The group goes to Saur City and rests at Forry's tree house. Timmy talks to Rex about the possibility that all fictional stories really do happen in other worlds, and hints that he does not want to return to his world because it is boring. Meanwhile, romantic feelings develop between Mick and Jamie. Rex takes Timmy to a nearby island, and reveals that his father is considered a traitor who surrendered Saur City to Mr. Big. When the two return to the tree house, the group is attacked by the Rockies. During the battle, Timmy discovers that he can pause and rewind the Rockies by using the remote control that he brought with him from his parents' lab. Mr. Big witnesses this and orders the Rockies to get him the remote. The Rockies capture Timmy and take the remote. They then go to Mr. Big's tower.

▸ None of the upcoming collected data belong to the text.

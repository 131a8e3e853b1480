use std::collections::BTreeSet;
use std::path::{Path, PathBuf};

use shipjar_util::errors::ShipjarError;
use shipjar_util::fs::ancestors_with;

use crate::config::PublishConfig;
use crate::manifest::{HostConfig, ProjectManifest};
use crate::platform::{self, PlatformKind};
use crate::MANIFEST_FILE;

/// Version value the host reports when a project never declared one.
pub const UNSPECIFIED_VERSION: &str = "unspecified";

/// Name, group and location of a project in the ancestor chain.
#[derive(Debug, Clone, PartialEq, Eq)]
pub struct ProjectIdentity {
    pub name: String,
    pub group: String,
    pub dir: PathBuf,
}

/// A host project as seen by the publication engine.
#[derive(Debug, Clone)]
pub struct Project {
    pub name: String,
    pub dir: PathBuf,
    pub group: String,
    pub version: String,
    pub build_dir: PathBuf,
    pub capabilities: BTreeSet<String>,
    pub build_types: Vec<String>,
    pub doc_tasks: Vec<String>,
    pub publications: Vec<String>,
    /// Enclosing projects, nearest first. Empty for a root project.
    pub ancestors: Vec<ProjectIdentity>,
}

/// A project together with the options and host settings from its manifest.
#[derive(Debug, Clone)]
pub struct LoadedProject {
    pub project: Project,
    pub publish: PublishConfig,
    pub host: HostConfig,
}

impl Project {
    /// Build a project with no capabilities, rooted at `dir`.
    pub fn new(name: impl Into<String>, dir: impl Into<PathBuf>) -> Self {
        let dir = dir.into();
        Self {
            name: name.into(),
            build_dir: dir.join("build"),
            dir,
            group: String::new(),
            version: String::new(),
            capabilities: BTreeSet::new(),
            build_types: vec!["debug".to_string(), "release".to_string()],
            doc_tasks: Vec::new(),
            publications: Vec::new(),
            ancestors: Vec::new(),
        }
    }

    /// Build a project from its parsed manifest and its ancestor chain.
    pub fn from_manifest(dir: &Path, manifest: &ProjectManifest, ancestors: Vec<ProjectIdentity>) -> Self {
        let section = &manifest.project;
        let build_dir = match &section.build_dir {
            Some(rel) => dir.join(rel),
            None => dir.join("build"),
        };
        Self {
            name: section.name.clone(),
            dir: dir.to_path_buf(),
            group: section.group.clone(),
            version: section.version.clone(),
            build_dir,
            capabilities: section.plugins.iter().cloned().collect(),
            build_types: section.build_types.clone(),
            doc_tasks: section.doc_tasks.clone(),
            publications: section.publications.clone(),
            ancestors,
        }
    }

    /// Classify this project. Computed fresh on every call.
    pub fn platform(&self) -> PlatformKind {
        platform::classify(&self.capabilities)
    }

    /// The project's identity as an ancestor entry.
    pub fn identity(&self) -> ProjectIdentity {
        ProjectIdentity {
            name: self.name.clone(),
            group: self.group.clone(),
            dir: self.dir.clone(),
        }
    }

    /// The outermost project of the build (this project if it has no ancestors).
    pub fn root(&self) -> ProjectIdentity {
        self.ancestors
            .last()
            .cloned()
            .unwrap_or_else(|| self.identity())
    }

    /// This project followed by its ancestors, nearest first.
    pub fn lineage(&self) -> impl Iterator<Item = ProjectIdentity> + '_ {
        std::iter::once(self.identity()).chain(self.ancestors.iter().cloned())
    }

    /// The declared version, or `None` when blank or the host's unset sentinel.
    pub fn declared_version(&self) -> Option<&str> {
        let v = self.version.trim();
        if v.is_empty() || v == UNSPECIFIED_VERSION {
            None
        } else {
            Some(v)
        }
    }
}

/// Load the project in `dir` and every `shipjar.toml` above it.
/// Relative paths are resolved against the current directory first.
pub fn load_project(dir: &Path) -> miette::Result<LoadedProject> {
    let dir = std::path::absolute(dir).map_err(ShipjarError::Io)?;
    let dir = dir.as_path();
    let manifest_path = dir.join(MANIFEST_FILE);
    if !manifest_path.is_file() {
        return Err(ShipjarError::Manifest {
            message: format!("Could not find {MANIFEST_FILE} in {}", dir.display()),
        }
        .into());
    }
    let manifest = ProjectManifest::from_path(&manifest_path)?;

    let mut ancestors = Vec::new();
    for ancestor_dir in ancestors_with(dir, MANIFEST_FILE) {
        let parent = ProjectManifest::from_path(&ancestor_dir.join(MANIFEST_FILE))?;
        ancestors.push(ProjectIdentity {
            name: parent.project.name,
            group: parent.project.group,
            dir: ancestor_dir,
        });
    }
    tracing::debug!(
        project = %manifest.project.name,
        ancestors = ancestors.len(),
        "loaded project"
    );

    let project = Project::from_manifest(dir, &manifest, ancestors);
    Ok(LoadedProject {
        project,
        publish: manifest.publish,
        host: manifest.host,
    })
}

Mick, Jamie, Rex, Tops, and Forry sneak into the tower's dungeon. They find Rex's imprisoned father, who reveals that Mr. Big used a mind-controlling potion to force him to surrender Saur City. The group sets the prisoners free, and Rex confronts Mr. Big as he is interrogating Timmy. During the ensuing battle, Mick and Tops rescue Timmy, and the group recovers the remote. Rex fights and nearly defeats Mr. Big, but Mr. Big grabs a sword. Just then, Timmy zaps Mr. Big with the remote, making him disappear.

The group begin to leave the tower by using the elevator, which relies on the fuse for power. Therefore, Forry stays behind until the others have left and then manages to fly the fuse out. Rex's father sacrifices himself to destroy the tower. The group go to the building containing the lava tanks and reattach the fuse. Timmy uses the remote to reopen the portal. Despite Timmy's reluctance to go, the kids return to their universe right before Timmy's parents return home from a scientific conference. The kids bring Timmy's parents into the lab to show them what happened, and then there is the sound of the device activating.

==Cast==
- Omri Katz as Timmy
- Shawn Hoffman as Mick
- Tiffanie Poston as Jamie
- Pete Koch as Link
- Megan Hughes as Missy
- Kimberly Beck as Chanteuse
- Mimi Maynard as Dana
- Steven Anderson as Gil
- Irwin Keyes as Guard #1
- Barney Burman as Guard #2
- David Winter as Guard #3
- Jeffrey Asch as Bigfoot
- Sebastian Massa as Bear
- Kevin Thompson as Mr. Small

===Voices===
- Patrick Labyorteaux as Rex, Mr. Big
- David Jolliffe as Tops
- Rob Sherwood as Forry
- Spike Miller as Bartender
- Paul Eiding as King

===In-suit performers===
- Tony Doyle as Rex
- Marc Martorana as Tops
- Don Barnes as King
- R. A. Mihailoff as Mr. Big

==Release==
===Initial premiere===
The film's initial premiere was a direct-to-video release in the United Kingdom in October 1991 under the title Dinosaurs: The Movie or simply Dinosaurs.

===Theatrical release===
In February 1992, the film was released in theaters in France under the French title Dinosaures.

===Television premiere===
The film had its world television premiere on The Disney Channel in the United States on April 4, 1992.

===Later home media releases===
The film was released in the United States on VHS and LaserDisc on August 20, 1992. In Europe, it has been rereleased on DVD.

==Video game==
In 1992, video game publisher, Irem developed and published a video game adaptation loosely based on the film's plot and characters under the title DinoCity for the Super NES.

The game received mostly good to average review scores.